Energie et assistances
« Nous sommes une école qui forme des ingénieurs généralistes. Nous avons accompli qu’il perdait un maillon dans la chaîne de production. Nous avons mis en place cette formation pour mettre sur le marché les cadres intermédiaires dont ont besoin les entreprises », ajoute Xavier Kestelyn, directeur général adjoint chargé des formations. Tom répond au profil : « Je ne me voyais pas faire une classe prépa. Je voulais juste poursuivre mes études pour parvenir au niveau technicien. »
Ce cursus postbac est d’abord un choix de formation professionnalisante courte, à objectif de bacheliers qui ne souhaitent – ou ne savent – pas poursuivre un parcours bac + 5, et qui veulent s’introduire au plus vite sur le marché du travail. Bref, une passerelle vers une embauche. Mais l’ambition arrive en étudiant, et l’objectif de former des « super-techniciens » est manqué… car dépassé. Au sein des sociétés qu’ils intègrent, les étudiants en bachelor trouvent l’énergie et les appuis pour poursuivre.

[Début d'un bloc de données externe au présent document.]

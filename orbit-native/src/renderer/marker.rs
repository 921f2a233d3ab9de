use glam::DVec3;

use super::{make_vertex, Vertex};

//
// ──────────────────────────────────────────────────────────────
//   Constants
// ──────────────────────────────────────────────────────────────
//

const AXIS_LENGTH: f32 = 5.0;
const MARKER_ARM: f32 = 0.3;

const COL_X_AXIS: [f32; 3] = [1.0, 0.2, 0.2];
const COL_Y_AXIS: [f32; 3] = [0.2, 1.0, 0.2];
const COL_Z_AXIS: [f32; 3] = [0.2, 0.4, 1.0];

const COL_CENTER: [f32; 3] = [1.0, 1.0, 1.0]; // white
const COL_GROUND: [f32; 3] = [1.0, 1.0, 0.2]; // yellow
const COL_CONNECT: [f32; 3] = [0.5, 0.5, 0.5]; // grey

// World axes 6, centre cross 6, ground cross 6, connecting line 2
const MAX_VERTS: u64 = 20;

//
// ──────────────────────────────────────────────────────────────
//   MarkerMesh — world axes plus the orbit centre, which moves
//   whenever the user pans
// ──────────────────────────────────────────────────────────────
//

pub struct MarkerMesh
{
  pub vertex_buffer: wgpu::Buffer,
  pub vertex_count: u32,
}

impl MarkerMesh
{
  pub fn create(device: &wgpu::Device) -> Self
  {
    let vertex_buffer = device.create_buffer(&wgpu::BufferDescriptor {
      label: Some("Marker Vertex Buffer"),
      size: MAX_VERTS * std::mem::size_of::<Vertex>() as u64,
      usage: wgpu::BufferUsages::VERTEX | wgpu::BufferUsages::COPY_DST,
      mapped_at_creation: false,
    });

    Self { vertex_buffer, vertex_count: 0 }
  }

  pub fn update(&mut self, queue: &wgpu::Queue, center: DVec3)
  {
    let verts = build_vertices(center.as_vec3().to_array());

    self.vertex_count = verts.len() as u32;

    queue.write_buffer(&self.vertex_buffer, 0, bytemuck::cast_slice(&verts));
  }
}

//
// ──────────────────────────────────────────────────────────────
//   Geometry helpers
// ──────────────────────────────────────────────────────────────
//

fn build_vertices(center: [f32; 3]) -> Vec<Vertex>
{
  let mut verts: Vec<Vertex> = Vec::with_capacity(MAX_VERTS as usize);
  let origin = [0.0_f32, 0.0, 0.0];

  verts.push(make_vertex(origin, COL_X_AXIS));
  verts.push(make_vertex([AXIS_LENGTH, 0.0, 0.0], COL_X_AXIS));
  verts.push(make_vertex(origin, COL_Y_AXIS));
  verts.push(make_vertex([0.0, AXIS_LENGTH, 0.0], COL_Y_AXIS));
  verts.push(make_vertex(origin, COL_Z_AXIS));
  verts.push(make_vertex([0.0, 0.0, AXIS_LENGTH], COL_Z_AXIS));

  push_cross(&mut verts, center, COL_CENTER);

  // Ground shadow and drop line, only when the centre is off the XZ plane
  if center[1].abs() > 0.001
  {
    let ground = [center[0], 0.0, center[2]];

    push_cross(&mut verts, ground, COL_GROUND);
    verts.push(make_vertex(center, COL_CONNECT));
    verts.push(make_vertex(ground, COL_CONNECT));
  }

  verts
}

fn push_cross(verts: &mut Vec<Vertex>, centre: [f32; 3], col: [f32; 3])
{
  let [x, y, z] = centre;

  verts.push(make_vertex([x - MARKER_ARM, y, z], col));
  verts.push(make_vertex([x + MARKER_ARM, y, z], col));

  verts.push(make_vertex([x, y - MARKER_ARM, z], col));
  verts.push(make_vertex([x, y + MARKER_ARM, z], col));

  verts.push(make_vertex([x, y, z - MARKER_ARM], col));
  verts.push(make_vertex([x, y, z + MARKER_ARM], col));
}

#[cfg(test)]
mod tests
{
  use super::*;

  #[test]
  fn centre_on_ground_skips_shadow()
  {
    assert_eq!(build_vertices([1.0, 0.0, 2.0]).len(), 12);
  }

  #[test]
  fn raised_centre_fills_buffer()
  {
    assert_eq!(build_vertices([1.0, 3.0, 2.0]).len() as u64, MAX_VERTS);
  }
}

Les diplômés des premières promotions ont donc en majorité choisi de poursuivre leurs études. « Ceci est un succès, même si l’objectif premier était bien une insertion professionnelle directe », déclare M. Kestelyn.
Sélection
Tom, à titre d’exemple, a choisi en mécanique option production maintenance et continu sa formation en alternance, salarié par Airbus. Julie Delcan, sa camarade de la première heure, a incorporé un cycle d’ingénieurs en génie industriel, en apprentissage chez le joaillier Cartier. Ils ne sont pas des exceptions. En effet, sur les 48 pionniers de ce bachelor (39 diplômés, 3 réorientés en BTS), 30 ont frappé la porte d’une école d’ingénieurs spécialisée. Auxquels s’ajoutent 7 autres qui, comme Arthur Langlois, 23 ans, en alternance au Centre national d’études spatiales (CNES), ont incorporé un cursus d’ingénieur généraliste et sont devenus « gadzarts ». « Force est de constater que les élèves ont pris goût à l’apprentissage et aux études », rappel M. Kestelyn.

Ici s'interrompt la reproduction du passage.